China's Disruptors : How Alibaba, Xiaomi, Tencent, and Other Companies Are Changing the Rules of Business (9780698184114) by Tse Edward

China's Disruptors : How Alibaba, Xiaomi, Tencent, and Other Companies Are Changing the Rules of Business (9780698184114) by Tse Edward

Author:Tse, Edward
Language: eng
Format: epub
Publisher: Penguin USA
Published: 2015-06-14T16:00:00+00:00


GEELY BUYS A BRAND

At the start of 2010, Geely Auto was a minor player in China’s auto industry—a mid-sized, privately owned carmaker based in east China’s Zhejiang Province. The company was profitable, but with sales of just 400,000 vehicles a year. In March of that year, however, it transformed its scope and reputation overnight with the announcement that it was buying Swedish carmaker Volvo from Ford Motor Company for $1.5 billion.

Five years on, the prospects for Geely’s global aspirations remain as uncertain as the day the company struck that audacious deal. And if its gamble does pay off, it could well find itself as China’s first global automaker.

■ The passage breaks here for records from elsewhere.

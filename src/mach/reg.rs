use super::REGISTER_COUNT;
use crate::error;
use crate::lang::Error;

type Result<T> = std::result::Result<T, Error>;

/// ## Register file
///
/// Integer cells named `$0` through `$9`. One register file lives as
/// long as the `Runtime` and is shared by every call frame.

#[derive(Debug, Default, Clone, PartialEq)]
pub struct Reg {
    regs: [i64; REGISTER_COUNT],
}

impl Reg {
    pub fn new() -> Reg {
        Reg::default()
    }

    /// Decodes a register name into its index. No side effects on failure.
    pub fn index(reg_name: &str) -> Result<usize> {
        let mut chars = reg_name.chars();
        let digit = match (chars.next(), chars.next(), chars.next()) {
            (Some('$'), Some(ch), None) => ch.to_digit(10),
            _ => None,
        };
        match digit {
            Some(d) if (d as usize) < REGISTER_COUNT => Ok(d as usize),
            _ => Err(error!(IllegalRegister; reg_name)),
        }
    }

    pub fn fetch(&self, reg_name: &str) -> Result<i64> {
        Ok(self.regs[Reg::index(reg_name)?])
    }

    pub fn store(&mut self, reg_name: &str, value: i64) -> Result<()> {
        self.regs[Reg::index(reg_name)?] = value;
        Ok(())
    }
}

#[cfg(test)]
mod tests {
    use super::*;
    use crate::lang::ErrorCode;

    #[test]
    fn test_index() {
        assert_eq!(Reg::index("$0"), Ok(0));
        assert_eq!(Reg::index("$9"), Ok(9));
        for name in ["$", "$10", "3", "$a", "r1", "$-1", "", "$٣"].iter() {
            let e = Reg::index(name).unwrap_err();
            assert!(e.is(ErrorCode::IllegalRegister), "{}", name);
        }
    }

    #[test]
    fn test_store_fetch() {
        let mut reg = Reg::new();
        assert_eq!(reg.fetch("$4"), Ok(0));
        reg.store("$4", -7).unwrap();
        assert_eq!(reg.fetch("$4"), Ok(-7));
        assert!(reg.store("$x", 1).is_err());
        assert_eq!(reg, {
            let mut expected = Reg::new();
            expected.store("$4", -7).unwrap();
            expected
        });
    }
}
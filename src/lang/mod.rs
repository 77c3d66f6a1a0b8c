/*!
## Rust Language Module

This Rust module splits script lines into tokens and parses them
into typed instructions.

*/

/// Index of an instruction within a script. `None` when not yet placed.
pub type LineNumber = Option<usize>;

/// Most operand tokens a line may carry.
pub const MAX_OPERANDS: usize = 4;

#[macro_use]
mod error;
mod lex;
mod line;
mod parse;

pub mod ast;
pub mod token;

pub use error::Error;
pub use error::ErrorCode;
pub use lex::lex;
pub use line::Line;
pub use parse::parse;

#[cfg(test)]
mod tests;
/*!
# `ret`

## Purpose
Returns from the current call.

## Remarks
The callee's frame is discarded. A `ret` in the frame that started at
`main` ends the script. Running past the last line without one is an
`END OF SCRIPT` error.

## Example
```text
label main
ret
nop

Running script...
```

*/
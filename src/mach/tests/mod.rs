use super::*;


fn runtime(lines: &[&str]) -> Runtime {
    let program = Program::from_lines(lines.len(), lines.iter().copied()).unwrap();
    Runtime::new(program)
}

fn run(runtime: &mut Runtime) -> String {
    run_cycles(runtime, 5000)
}

fn run_cycles(runtime: &mut Runtime, cycles: usize) -> String {
    let mut s = String::new();
    let mut prev_running = false;
    if let Err(error) = runtime.call("main") {
        return format!("{}\n", error);
    }
    loop {
        let event = runtime.execute(cycles);
        match &event {
            Event::Stopped => {
                break;
            }
            Event::Errors(errors) => {
                for error in errors.iter() {
                    s.push_str(&format!("{}\n", error));
                }
            }
            Event::Running => {
                if prev_running {
                    s.push_str(&format!("\n{} Execution cycles exceeded.\n", cycles));
                    break;
                }
            }
            Event::Print(ps) => {
                s.push_str(ps);
            }
        }
        prev_running = event == Event::Running;
    }
    s
}
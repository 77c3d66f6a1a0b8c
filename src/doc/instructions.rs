/*!
# Instructions

One instruction per line. Operands are separated by spaces or tabs.
*/

#[path = "instructions/nop.rs"]
#[allow(non_snake_case)]
pub mod NOP;

#[path = "instructions/label.rs"]
#[allow(non_snake_case)]
pub mod LABEL;

#[path = "instructions/call.rs"]
#[allow(non_snake_case)]
pub mod CALL;

#[path = "instructions/ret.rs"]
#[allow(non_snake_case)]
pub mod RET;

#[path = "instructions/jmp.rs"]
#[allow(non_snake_case)]
pub mod JMP;

#[path = "instructions/cbz.rs"]
#[allow(non_snake_case)]
pub mod CBZ;

#[path = "instructions/def.rs"]
#[allow(non_snake_case)]
pub mod DEF;

#[path = "instructions/mov.rs"]
#[allow(non_snake_case)]
pub mod MOV;

#[path = "instructions/print.rs"]
#[allow(non_snake_case)]
pub mod PRINT;

#[path = "instructions/add.rs"]
#[allow(non_snake_case)]
pub mod ADD;

#[path = "instructions/sub.rs"]
#[allow(non_snake_case)]
pub mod SUB;

#[path = "instructions/load.rs"]
#[allow(non_snake_case)]
pub mod LOAD;

#[path = "instructions/store.rs"]
#[allow(non_snake_case)]
pub mod STORE;
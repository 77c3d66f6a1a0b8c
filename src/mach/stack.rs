use crate::error;
use crate::lang::Error;

type Result<T> = std::result::Result<T, Error>;

/// ## Stack enforced and size limited vector

pub struct Stack<T> {
    overflow_message: &'static str,
    max_len: usize,
    vec: Vec<T>,
}

impl<T: std::fmt::Debug> std::fmt::Debug for Stack<T> {
    fn fmt(&self, f: &mut std::fmt::Formatter<'_>) -> std::fmt::Result {
        write!(f, "{:?}", self.vec)
    }
}

impl<T> Stack<T> {
    pub fn new(overflow_message: &'static str, max_len: usize) -> Stack<T> {
        Stack {
            overflow_message,
            max_len,
            vec: vec![],
        }
    }
    pub fn max_len(&self) -> usize {
        self.max_len
    }
    pub fn set_max_len(&mut self, max_len: usize) {
        self.max_len = max_len;
    }
    fn underflow_error(&self) -> Error {
        error!(InternalError; "UNDERFLOW")
    }
    pub fn clear(&mut self) {
        self.vec.clear()
    }
    pub fn len(&self) -> usize {
        self.vec.len()
    }
    pub fn is_empty(&self) -> bool {
        self.vec.is_empty()
    }
    pub fn is_full(&self) -> bool {
        self.vec.len() >= self.max_len
    }
    pub fn last(&self) -> Option<&T> {
        self.vec.last()
    }
    pub fn last_mut(&mut self) -> Option<&mut T> {
        self.vec.last_mut()
    }
    /// Fails without pushing when the stack is already full.
    pub fn push(&mut self, val: T) -> Result<()> {
        if self.is_full() {
            return Err(error!(CallStackOverflow; self.overflow_message));
        }
        self.vec.push(val);
        Ok(())
    }
    pub fn pop(&mut self) -> Result<T> {
        match self.vec.pop() {
            Some(v) => Ok(v),
            None => Err(self.underflow_error()),
        }
    }
}
use super::{Address, MAX_INSTRUCTIONS};
use crate::error;
use crate::lang::{ast::Instruction, Error, Line};

type Result<T> = std::result::Result<T, Error>;

/// ## A complete script
///
/// Declared with its instruction count up front, then filled one line
/// at a time. Only a complete program may be run.

#[derive(Debug, Clone, Default, PartialEq)]
pub struct Program {
    expected: usize,
    instructions: Vec<Instruction>,
}

impl Program {
    pub fn new(instruction_count: usize) -> Result<Program> {
        if instruction_count > MAX_INSTRUCTIONS {
            return Err(error!(IllegalNumberOfLines;
                &format!("MAXIMUM IS {}", MAX_INSTRUCTIONS)));
        }
        Ok(Program {
            expected: instruction_count,
            instructions: Vec::with_capacity(instruction_count),
        })
    }

    /// Reads exactly `instruction_count` lines. The first bad line,
    /// or running out of lines, fails the whole program.
    pub fn from_lines<'a, T: IntoIterator<Item = &'a str>>(
        instruction_count: usize,
        lines: T,
    ) -> Result<Program> {
        let mut program = Program::new(instruction_count)?;
        for line in lines.into_iter().take(instruction_count) {
            program.push_line(line)?;
        }
        if !program.is_complete() {
            return Err(error!(SyntaxError, Some(program.len()); "UNEXPECTED END OF SCRIPT"));
        }
        Ok(program)
    }

    pub fn push_line(&mut self, s: &str) -> Result<()> {
        let line = Line::numbered(self.instructions.len(), s);
        let instruction = line.instruction()?;
        self.push(instruction)
    }

    pub fn push(&mut self, instruction: Instruction) -> Result<()> {
        if self.is_complete() {
            return Err(error!(IllegalNumberOfLines, Some(self.instructions.len())));
        }
        self.instructions.push(instruction);
        Ok(())
    }

    pub fn is_complete(&self) -> bool {
        self.instructions.len() == self.expected
    }

    pub fn len(&self) -> usize {
        self.instructions.len()
    }

    pub fn is_empty(&self) -> bool {
        self.instructions.is_empty()
    }

    pub fn get(&self, addr: Address) -> Option<&Instruction> {
        self.instructions.get(addr)
    }

    /// Address of the first `label` with this name.
    pub fn find_label(&self, label: &str) -> Option<Address> {
        self.instructions
            .iter()
            .position(|i| i.label_name() == Some(label))
    }
}

impl std::fmt::Display for Program {
    fn fmt(&self, f: &mut std::fmt::Formatter) -> std::fmt::Result {
        for instruction in &self.instructions {
            writeln!(f, "{}", instruction)?;
        }
        Ok(())
    }
}
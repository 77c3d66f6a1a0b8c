use super::ast::Instruction;
use super::*;


fn parse_str(s: &str) -> Result<Instruction, Error> {
    Line::numbered(0, s).instruction()
}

The purchase was anything but an obvious prospect for success. Although it more than quadrupled the Chinese carmaker’s revenues, and nearly doubled its annual sales volume, it also landed Geely with a company that had been losing money for years. Despite its best efforts, Ford had failed to revive the brand since acquiring it in 1999. Turning it around would require $11 billion, Geely estimated—quite a stretch for a company with an annual turnover of just $3 billion before the Volvo purchase. Geely’s founder and owner, Li Shufu, however, was confident he had a solution that would allow him to succeed where Ford had failed, by selling Volvo cars in volume in China.

Li, born in 1963 into a farming family in Zhejiang Province, had been running his own businesses since his teenage years, starting with a photo studio with equipment he made himself. Noticing that photographic by-products included valuable elements such as silver, he started a second business trying to recover valuable metals from discarded equipment. That enterprise went nowhere, so after studying engineering, in the late 1980s, he started a refrigerator components company, which he then upgraded to making whole refrigerators. A change in regulations forced him to hand that business over to the local government. After a second spell at university at age 30, he launched China’s first privately owned motorcycle factory in 1993.

His timing was perfect. As Deng Xiaoping’s relaunch of economic reforms took hold, people across China abandoned their bicycles for motorbikes, and by the mid 1990s Li was running one of China’s biggest private companies. Fifteen years later, it was an automaker with giant aspirations.

During the first few years after the Volvo acquisition, things didn’t work out as Li had planned. He had expected that his company, already China’s biggest non-state-owned carmaker, would parlay its new access to a globally recognized brand name and advanced automotive technology into a major position in the country’s burgeoning motor-vehicle market. But Chinese government officials, who had long wanted to see the country’s state-owned auto firms emerge as national leaders, were clearly uncomfortable with the deal. They ruled that, despite Geely’s 100 percent ownership of Volvo, the government would continue to treat Volvo as a foreign company. If Geely wanted to make and sell Volvo cars in China, it would have to form a joint venture with its own subsidiary.

Though sales of Geely cars rose steadily to 700,000 by 2013, its Volvo arm continued to struggle.